В качестве декораций для показа коллекции была использована инсталляция иранского художника Махмуда Салеха Мохаммади "Touch With Eyes". Стена из восточных ковров-килимов стала фоном для моделей, пробирающихся вдоль нагромождения подвешенных на канатах пенопластовых валунов. Ковры Мохаммади — и как символ Востока вообще, и как эстетический элемент — связывают воедино вдохновленную Параджановым пеструю декоративность коллекции и ее созвучность стилю Марраса, склонного к чрезмерности в отделке и остающегося романтичным прагматиком в силуэтах и линиях.
Гранаты, оставленные в подарок гостям на первых рядах, и многосоставные, многочастные вышивки, аппликации, наслоения тканей, кружево недвусмысленно отсылают к кинокартинам Параджанова. Деконструкция, соединение разрозненного, внезапные акценты на фрагментах и стилевых деталях, нагромождение декоров, принтов, фактур, лоскутов переосмыслены Маррасом как экспрессивный символический прием, почерпнутый в коллажах армянского режиссера.

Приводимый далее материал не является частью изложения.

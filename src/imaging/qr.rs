use std::cmp;

use bytes::Bytes;
use image::{DynamicImage, GrayImage, Luma};
use qrcode::{Color, EcLevel, QrCode};

use crate::error::Error;

use super::encode_png;

/// Side length of a generated artifact in pixels.
pub const DEFAULT_ARTIFACT_SIZE: u32 = 256;

/// Light modules surrounding the symbol on every side.
pub const QUIET_ZONE: u32 = 4;

/// Byte capacity of a version 40 symbol at medium error correction.
pub const MAX_PAYLOAD_LEN: usize = 2331;

const DARK: Luma<u8> = Luma([0]);
const LIGHT: Luma<u8> = Luma([255]);

/// Renders urls into square QR rasters encoded as PNG.
#[derive(Copy, Clone, Debug)]
pub struct QrGenerator {
    size: u32,
    ec_level: EcLevel,
}

impl Default for QrGenerator {
    fn default() -> QrGenerator {
        QrGenerator::new(DEFAULT_ARTIFACT_SIZE)
    }
}

impl QrGenerator {
    pub fn new(size: u32) -> QrGenerator {
        QrGenerator {
            size,
            ec_level: EcLevel::M,
        }
    }

    #[tracing::instrument(skip(self))]
    pub fn generate(&self, url: &str) -> Result<Bytes, Error> {
        if url.len() > MAX_PAYLOAD_LEN {
            return Err(Error::ArtifactEncodingFailed {
                reason: format!(
                    "payload is {} bytes, the limit is {}",
                    url.len(),
                    MAX_PAYLOAD_LEN
                ),
            });
        }

        let code = QrCode::with_error_correction_level(url.as_bytes(), self.ec_level).map_err(
            |err| Error::ArtifactEncodingFailed {
                reason: err.to_string(),
            },
        )?;

        let raster = self.rasterize(&code);

        encode_png(&DynamicImage::ImageLuma8(raster))
    }

    /// Scales the symbol (plus its quiet zone) by the largest whole factor
    /// that fits, centring it. A symbol wider than the requested size is
    /// drawn at one pixel per module instead of being cropped.
    fn rasterize(&self, code: &QrCode) -> GrayImage {
        let width = code.width() as u32;
        let modules = width + 2 * QUIET_ZONE;
        let side = cmp::max(self.size, modules);
        let scale = side / modules;
        let offset = (side - modules * scale) / 2;
        let colors = code.to_colors();

        GrayImage::from_fn(side, side, |x, y| {
            if x < offset || y < offset {
                return LIGHT;
            }

            let module_x = (x - offset) / scale;
            let module_y = (y - offset) / scale;
            let symbol_range = QUIET_ZONE..QUIET_ZONE + width;
            if !symbol_range.contains(&module_x) || !symbol_range.contains(&module_y) {
                return LIGHT;
            }

            let index = (module_y - QUIET_ZONE) * width + (module_x - QUIET_ZONE);
            match colors[index as usize] {
                Color::Dark => DARK,
                Color::Light => LIGHT,
            }
        })
    }
}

Богатая, но словно присыпанная пылью времени палитра, орнаментированные вышивкой и пайетками тиары в волосах и выразительные пропорции с подчеркнутыми широкими ремнями точеными талиями и пышными юбками задают настроение коллекции. Ее основу составляют фирменные маррасовские платья с фартуками, напоминающие о странствующих монахах-дервишах сочетания легких пальто и шортов, струящиеся платья-туники, свободные укороченные брюки, жакеты и джемперы оверсайз. Металлизированная тафта, выбеленные льны, радужный стрейч-шантунг, органза, креп, льняной твид, струящиеся шифоны, жаккард, английская вышивка, ришелье, макраме, ламинированная кожа — все эти ткани и отделки сочетаются по принципу схожести или контраста. За немногим исключением, коллекция выглядит легкой и очень удобной, но каждая вещь сделана так, что затеряться в ней в толпе будет очень непросто. Интерпретация веры Марраса в неординарность оборачивается верой в силу характера и чувство стиля или — близорукость, дарящую счастливый покой неведения о количестве глазеющих на вас зевак.

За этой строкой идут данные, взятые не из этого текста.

#[cfg(test)]
mod tests {
    use std::sync::Arc;

    use image::ImageFormat;

    use super::*;
    use crate::database::test::MockDatabase;
    use crate::database::MemoryDatabase;
    use crate::imaging::fixtures;
    use crate::imaging::qr::MAX_PAYLOAD_LEN;

    async fn create(manager: &CampaignManager, db: &dyn Database, name: &str) -> Campaign {
        manager
            .create_campaign(
                db,
                name.to_string(),
                format!("https://example.com/{}", name),
                UserId::new(),
            )
            .await
            .unwrap()
    }

    async fn active_count(db: &dyn Database) -> usize {
        db.campaigns()
            .fetch_campaigns()
            .await
            .unwrap()
            .iter()
            .filter(|c| c.active)
            .count()
    }

    #[tokio::test]
    async fn created_campaign_becomes_active() {
        let db = MemoryDatabase::new();
        let manager = CampaignManager::default();

        let campaign = create(&manager, &db, "launch").await;
        let active = manager.get_active_campaign(&db).await.unwrap();

        assert!(campaign.active);
        assert_eq!(active.id, campaign.id);
        assert_eq!(active.artifact, campaign.artifact);
        assert_eq!(manager.cache().get().unwrap().campaign_id, campaign.id);
        assert_eq!(
            campaign.expires_at - campaign.created_at,
            Duration::days(CAMPAIGN_LIFETIME_DAYS)
        );
    }

    #[tokio::test]
    async fn only_latest_created_campaign_is_active() {
        let db = MemoryDatabase::new();
        let manager = CampaignManager::default();

        let first = create(&manager, &db, "first").await;
        let second = create(&manager, &db, "second").await;

        assert_eq!(active_count(&db).await, 1);
        assert!(
            !db.campaigns()
                .fetch_campaign_by_id(first.id)
                .await
                .unwrap()
                .unwrap()
                .active
        );
        assert_eq!(manager.get_active_campaign(&db).await.unwrap().id, second.id);
    }

    #[tokio::test]
    async fn create_rejects_unencodable_url_without_persisting() {
        let db = MemoryDatabase::new();
        let manager = CampaignManager::default();

        let result = manager
            .create_campaign(
                &db,
                "huge".to_string(),
                "x".repeat(MAX_PAYLOAD_LEN + 1),
                UserId::new(),
            )
            .await;

        assert!(matches!(result, Err(Error::ArtifactEncodingFailed { .. })));
        assert!(db.campaigns().fetch_campaigns().await.unwrap().is_empty());
        assert_eq!(manager.cache().get(), None);
    }

    #[tokio::test]
    async fn create_leaves_cache_alone_when_insert_fails() {
        let mut db = MockDatabase::new();
        db.campaigns.on_insert_campaign = Some(Box::new(|_| {
            Err(Error::ExistentialState("insert failed".into()))
        }));
        let manager = CampaignManager::default();

        let result = manager
            .create_campaign(
                &db,
                "broken".to_string(),
                "https://example.com".to_string(),
                UserId::new(),
            )
            .await;

        assert!(result.is_err());
        assert_eq!(manager.cache().get(), None);
    }

    #[tokio::test]
    async fn create_leaves_cache_alone_when_activation_fails() {
        let mut db = MockDatabase::new();
        db.campaigns.on_activate_campaign_exclusively = Some(Box::new(|_| {
            Err(Error::ExistentialState("activation failed".into()))
        }));
        let manager = CampaignManager::default();
        let previous = CampaignId::new();
        manager.cache().set(previous, Bytes::from_static(b"previous"));

        let result = manager
            .create_campaign(
                &db,
                "broken".to_string(),
                "https://example.com".to_string(),
                UserId::new(),
            )
            .await;

        assert!(result.is_err());
        assert_eq!(manager.cache().get().unwrap().campaign_id, previous);
    }

    #[tokio::test]
    async fn get_active_without_campaigns_reports_none_active() {
        let db = MemoryDatabase::new();
        let manager = CampaignManager::default();

        let result = manager.get_active_campaign(&db).await;

        assert_eq!(result.unwrap_err(), Error::NoActiveCampaign);
    }

    #[tokio::test]
    async fn get_active_heals_stale_cache() {
        let db = MemoryDatabase::new();
        let manager = CampaignManager::default();
        let first = create(&manager, &db, "first").await;
        let other = CampaignManager::default();
        let second = create(&other, &db, "second").await;

        // `manager` still caches the first campaign
        assert_eq!(manager.cache().get().unwrap().campaign_id, first.id);

        let active = manager.get_active_campaign(&db).await.unwrap();

        assert_eq!(active.id, second.id);
        assert_eq!(manager.cache().get().unwrap().campaign_id, second.id);
    }

    #[tokio::test]
    async fn get_active_does_not_refetch_active_campaign_when_cache_is_valid() {
        let mut db = MockDatabase::new();
        db.campaigns.on_fetch_active_campaign = Some(Box::new(|_| {
            Err(Error::ExistentialState("cache was not used".into()))
        }));
        let manager = CampaignManager::default();
        let campaign = create(&manager, &db, "cached").await;

        let active = manager.get_active_campaign(&db).await.unwrap();

        assert_eq!(active.id, campaign.id);
    }

    #[tokio::test]
    async fn set_active_switches_campaign_and_cache() {
        let db = MemoryDatabase::new();
        let manager = CampaignManager::default();
        let first = create(&manager, &db, "first").await;
        let second = create(&manager, &db, "second").await;
        manager.set_active_campaign(&db, first.id).await.unwrap();
        assert_eq!(manager.cache().get().unwrap().campaign_id, first.id);

        let activated = manager.set_active_campaign(&db, second.id).await.unwrap();

        assert!(activated.active);
        assert_eq!(manager.get_active_campaign(&db).await.unwrap().id, second.id);
        assert!(
            !db.campaigns()
                .fetch_campaign_by_id(first.id)
                .await
                .unwrap()
                .unwrap()
                .active
        );
        assert_eq!(active_count(&db).await, 1);
    }

    #[tokio::test]
    async fn set_active_unknown_campaign_keeps_cache() {
        let db = MemoryDatabase::new();
        let manager = CampaignManager::default();
        let campaign = create(&manager, &db, "kept").await;
        let missing = CampaignId::new();

        let result = manager.set_active_campaign(&db, missing).await;

        assert_eq!(
            result.unwrap_err(),
            Error::CampaignNotFound {
                campaign_id: missing
            }
        );
        assert_eq!(manager.cache().get().unwrap().campaign_id, campaign.id);
        assert_eq!(manager.get_active_campaign(&db).await.unwrap().id, campaign.id);
    }

    #[tokio::test]
    async fn set_active_failure_drops_cache() {
        let mut db = MockDatabase::new();
        let manager = CampaignManager::default();
        let campaign = create(&manager, &db, "cached").await;
        db.campaigns.on_activate_campaign_exclusively = Some(Box::new(|_| {
            Err(Error::ExistentialState("connection reset".into()))
        }));

        let result = manager.set_active_campaign(&db, campaign.id).await;

        assert_eq!(
            result.unwrap_err(),
            Error::ExistentialState("connection reset".into())
        );
        assert_eq!(manager.cache().get(), None);
    }

    #[tokio::test]
    async fn delete_active_campaign_leaves_nothing_active() {
        let db = MemoryDatabase::new();
        let manager = CampaignManager::default();
        let campaign = create(&manager, &db, "doomed").await;

        manager.delete_campaign(&db, campaign.id).await.unwrap();

        assert_eq!(manager.cache().get(), None);
        assert_eq!(
            manager.get_active_campaign(&db).await.unwrap_err(),
            Error::NoActiveCampaign
        );
    }

    #[tokio::test]
    async fn delete_inactive_campaign_keeps_cache() {
        let db = MemoryDatabase::new();
        let manager = CampaignManager::default();
        let old = create(&manager, &db, "old").await;
        let current = create(&manager, &db, "current").await;

        manager.delete_campaign(&db, old.id).await.unwrap();

        assert_eq!(manager.cache().get().unwrap().campaign_id, current.id);
        assert!(db.campaigns().fetch_campaign_by_id(old.id).await.unwrap().is_none());
    }

    #[tokio::test]
    async fn delete_unknown_campaign_is_not_found() {
        let db = MemoryDatabase::new();
        let manager = CampaignManager::default();
        let missing = CampaignId::new();

        let result = manager.delete_campaign(&db, missing).await;

        assert_eq!(
            result.unwrap_err(),
            Error::CampaignNotFound {
                campaign_id: missing
            }
        );
    }

    #[tokio::test]
    async fn process_image_without_active_campaign_fails() {
        let db = MemoryDatabase::new();
        let manager = CampaignManager::default();
        let carrier = Bytes::from(fixtures::png(400, 300, [1, 2, 3, 255]));

        let result = manager.process_image(&db, carrier).await;

        assert_eq!(result.unwrap_err(), Error::NoActiveCampaign);
    }

    #[tokio::test]
    async fn process_image_rejects_non_image_upload() {
        let db = MemoryDatabase::new();
        let manager = CampaignManager::default();
        create(&manager, &db, "promo").await;

        let result = manager
            .process_image(&db, Bytes::from_static(b"just some text"))
            .await;

        assert_eq!(result.unwrap_err(), Error::UnsupportedImageFormat);
    }

    #[tokio::test]
    async fn process_image_returns_png_of_carrier_size() {
        let db = MemoryDatabase::new();
        let manager = CampaignManager::default();
        create(&manager, &db, "promo").await;
        let carrier = Bytes::from(fixtures::png(1000, 500, [1, 2, 3, 255]));

        let output = manager.process_image(&db, carrier.clone()).await.unwrap();
        let again = manager.process_image(&db, carrier).await.unwrap();

        let decoded = image::load_from_memory_with_format(&output, ImageFormat::Png).unwrap();
        assert_eq!((decoded.width(), decoded.height()), (1000, 500));
        assert_eq!(output, again);
    }

    #[tokio::test]
    async fn process_image_uses_newly_activated_artifact() {
        let db = MemoryDatabase::new();
        let manager = CampaignManager::default();
        let first = create(&manager, &db, "first").await;
        let second = create(&manager, &db, "second").await;
        let carrier = Bytes::from(fixtures::png(300, 300, [1, 2, 3, 255]));
        let compositor = Compositor::default();

        manager.set_active_campaign(&db, first.id).await.unwrap();
        let output = manager.process_image(&db, carrier.clone()).await.unwrap();

        assert_eq!(output, compositor.composite(&carrier, &first.artifact).unwrap());
        assert_ne!(output, compositor.composite(&carrier, &second.artifact).unwrap());
    }

    #[tokio::test]
    async fn concurrent_activations_leave_one_active() {
        let db = Arc::new(MemoryDatabase::new());
        let manager = Arc::new(CampaignManager::default());
        let mut ids = vec![];
        for name in &["a", "b", "c", "d", "e"] {
            ids.push(create(&manager, &*db, name).await.id);
        }

        let tasks: Vec<_> = (0..50)
            .map(|i| {
                let db = Arc::clone(&db);
                let manager = Arc::clone(&manager);
                let campaign_id = ids[i % ids.len()];
                tokio::spawn(async move {
                    manager
                        .set_active_campaign(&*db, campaign_id)
                        .await
                        .unwrap();
                })
            })
            .collect();
        for task in tasks {
            task.await.unwrap();
        }

        assert_eq!(active_count(&*db).await, 1);
        let stored = db
            .campaigns()
            .fetch_active_campaign()
            .await
            .unwrap()
            .unwrap();
        assert_eq!(manager.get_active_campaign(&*db).await.unwrap().id, stored.id);
    }

    #[tokio::test]
    async fn process_image_stamps_cached_artifact() {
        let mut db = MockDatabase::new();
        let manager = CampaignManager::default();
        let campaign = create(&manager, &db, "cached").await;
        let cached_artifact = Bytes::from(fixtures::png(8, 8, [255, 0, 0, 255]));
        manager.cache().set(campaign.id, cached_artifact.clone());
        db.campaigns.on_fetch_campaign_by_id = Some(Box::new(|_| {
            Err(Error::ExistentialState("full record was loaded".into()))
        }));
        db.campaigns.on_fetch_active_campaign = Some(Box::new(|_| {
            Err(Error::ExistentialState("active record was loaded".into()))
        }));
        let carrier = Bytes::from(fixtures::png(300, 300, [1, 2, 3, 255]));
        let compositor = Compositor::default();

        let output = manager.process_image(&db, carrier.clone()).await.unwrap();

        assert_eq!(output, compositor.composite(&carrier, &cached_artifact).unwrap());
        assert_ne!(output, compositor.composite(&carrier, &campaign.artifact).unwrap());
    }

    #[tokio::test]
    async fn process_image_replaces_stale_cached_artifact() {
        let db = MemoryDatabase::new();
        let manager = CampaignManager::default();
        let current = create(&manager, &db, "current").await;
        let stale = CampaignId::new();
        manager
            .cache()
            .set(stale, Bytes::from(fixtures::png(8, 8, [255, 0, 0, 255])));
        let carrier = Bytes::from(fixtures::png(300, 300, [1, 2, 3, 255]));
        let compositor = Compositor::default();

        let output = manager.process_image(&db, carrier.clone()).await.unwrap();

        assert_eq!(output, compositor.composite(&carrier, &current.artifact).unwrap());
        assert_eq!(manager.cache().get().unwrap().campaign_id, current.id);
    }
}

Использование сразу двух силуэтов — приталенного и коконообразного — одинаково работает у Марраса на идею хрупкой красоты, настолько эфемерной, что ее вряд ли можно отнести к чему-то приземленному. К этой области можно отнести разве что обувь, в которой босоножки на деревянной платформе уходят на второй план под натиском роскошных слипонов, спортивных дерби с принтом под кожу змеи и кроссовок в стиле печворк.

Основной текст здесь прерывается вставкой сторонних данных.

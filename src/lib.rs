use actix_web::web::{self, Data, JsonConfig, PathConfig, ServiceConfig};
use actix_web::{App, HttpResponse, HttpServer};
use tracing::info;
use tracing_actix_web::TracingLogger;

pub mod campaign;
pub mod config;
pub mod database;
pub mod error;
pub mod imaging;
pub mod seed;
pub mod typedid;
pub mod user;
pub mod utils;

pub use campaign::{CampaignBody, CreateCampaignBody};

use crate::campaign::cache::ActiveArtifactCache;
use crate::campaign::manager::CampaignManager;
use crate::config::Config;
use crate::database::{Database, MemoryDatabase, MongoDatabase};
use crate::error::Error;
use crate::imaging::{Compositor, QrGenerator};

/// Registers extractor configuration and every route. The caller provides
/// `Data<Box<dyn Database>>` and `Data<CampaignManager>`.
pub fn configure(cfg: &mut ServiceConfig) {
    cfg.app_data(JsonConfig::default().error_handler(|err, _req| {
        // format json errors with custom format
        Error::InvalidJson(err).into()
    }))
    .app_data(PathConfig::default().error_handler(|err, _req| {
        // format path errors with custom format
        Error::InvalidPath(err).into()
    }))
    .service(utils::health)
    .service(
        web::scope("/api/v1")
            .service(campaign::endpoints::create_campaign)
            .service(campaign::endpoints::get_campaigns)
            .service(campaign::endpoints::process_image)
            // must precede the `{campaign_id}` route
            .service(campaign::endpoints::get_active_campaign)
            .service(campaign::endpoints::get_campaign_by_id)
            .service(campaign::endpoints::activate_campaign)
            .service(campaign::endpoints::delete_campaign),
    );
}

pub async fn path_not_found() -> Result<HttpResponse, Error> {
    Err(Error::PathNotFound)
}

pub async fn run(config: Config) -> Result<(), Error> {
    let db: Box<dyn Database> = if config.uses_memory_database() {
        info!("using in-memory database");
        Box::new(MemoryDatabase::new())
    } else {
        let db = MongoDatabase::initialize(&config.database_url, &config.database_name).await?;
        Box::new(db)
    };

    let manager = CampaignManager::new(
        ActiveArtifactCache::new(),
        QrGenerator::new(config.artifact_size),
        Compositor::new(config.overlay_margin),
    );

    if config.seed_demo_campaign {
        seed::seed(&*db, &manager).await?;
    }

    let db = Data::new(db);
    let manager = Data::new(manager);

    info!("listening on {}:{}", config.host, config.port);
    HttpServer::new(move || {
        App::new()
            .app_data(db.clone())
            .app_data(manager.clone())
            .wrap(TracingLogger::default())
            .configure(configure)
            .default_service(web::to(path_not_found))
    })
    .bind(config.address())?
    .run()
    .await?;

    Ok(())
}
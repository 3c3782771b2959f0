use actix_web::get;
use actix_web::web::Json;
use serde::{Deserialize, Serialize};

/// Empty JSON object returned by endpoints with nothing else to say.
#[derive(Clone, Debug, Deserialize, Serialize)]
pub struct SuccessBody {}

#[derive(Clone, Debug, Deserialize, Serialize)]
pub struct HealthBody {
    pub status: String,
}

#[get("/health")]
pub async fn health() -> Json<HealthBody> {
    Json(HealthBody {
        status: "ok".to_string(),
    })
}
//! Raster work for campaigns: rendering a url into a QR artifact and stamping
//! that artifact onto uploaded images.
//!
//! Everything in here is synchronous and CPU bound. Callers running on the
//! async executor are expected to move it onto a blocking thread.

use std::io::Cursor;

use bytes::Bytes;
use image::{DynamicImage, ImageOutputFormat};

use crate::error::Error;

pub mod composite;
pub mod qr;

pub use composite::Compositor;
pub use qr::QrGenerator;

/// Content type of everything this module produces.
pub const OUTPUT_CONTENT_TYPE: &str = "image/png";

fn encode_png(image: &DynamicImage) -> Result<Bytes, Error> {
    let mut buffer = Cursor::new(Vec::new());
    image.write_to(&mut buffer, ImageOutputFormat::Png)?;

    Ok(Bytes::from(buffer.into_inner()))
}
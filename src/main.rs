use tracing::Level;
use tracing_subscriber::fmt::format::FmtSpan;

use qrstamp_server::config::Config;
use qrstamp_server::error::Error;

#[actix_web::main]
async fn main() -> Result<(), Error> {
    tracing_subscriber::fmt()
        .with_max_level(Level::DEBUG)
        .with_span_events(FmtSpan::NEW)
        .compact()
        .init();

    let config = Config::load()?;

    qrstamp_server::run(config).await
}
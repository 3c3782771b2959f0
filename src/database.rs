use mongodb::Client;
use tracing::info;

use crate::campaign::db::{self as campaign_db, CampaignStore, MongoCampaignStore};
use crate::error::Error;

mod memory;

pub use memory::{MemoryCampaignStore, MemoryDatabase};

/// Where persistent state lives. Handlers and managers only ever see this
/// trait so the backing engine can be swapped.
pub trait Database: Send + Sync {
    fn campaigns(&self) -> &dyn CampaignStore;
}

#[derive(Debug, Clone)]
pub struct MongoDatabase {
    campaigns: MongoCampaignStore,
}

impl MongoDatabase {
    pub async fn initialize(uri: &str, name: &str) -> Result<MongoDatabase, Error> {
        info!("connecting to db: {}", uri);
        let client = Client::with_uri_str(uri).await?;
        let db = client.database(name);

        campaign_db::initialize(&db).await?;

        Ok(MongoDatabase {
            campaigns: MongoCampaignStore::new(client, &db),
        })
    }
}

impl Database for MongoDatabase {
    fn campaigns(&self) -> &dyn CampaignStore {
        &self.campaigns
    }
}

Тему контрастов Маррас множит сознательно. Текучие, асимметричные, удлиненные линии противостоят кутюрной сложности конструкциям. Драпировки, многослойность, жабо, ярусы, оборки — и мужского объема брюки, двубортные жакеты, удлиненные жилеты почти сурового кроя. "Я люблю все и сразу, вместе",— говорит Маррас за кулисами и тут же взрывает подиум щемящим финалом. Ковры раздвигаются, и в этой многоцветной раме застывают модели в белоснежных платьях с отчетливым ретрооттенком. Экстракт чистой красоты, без примесей и наслоений, мечтатель Маррас на параджановский манер посвящает "всем людям, способным летать".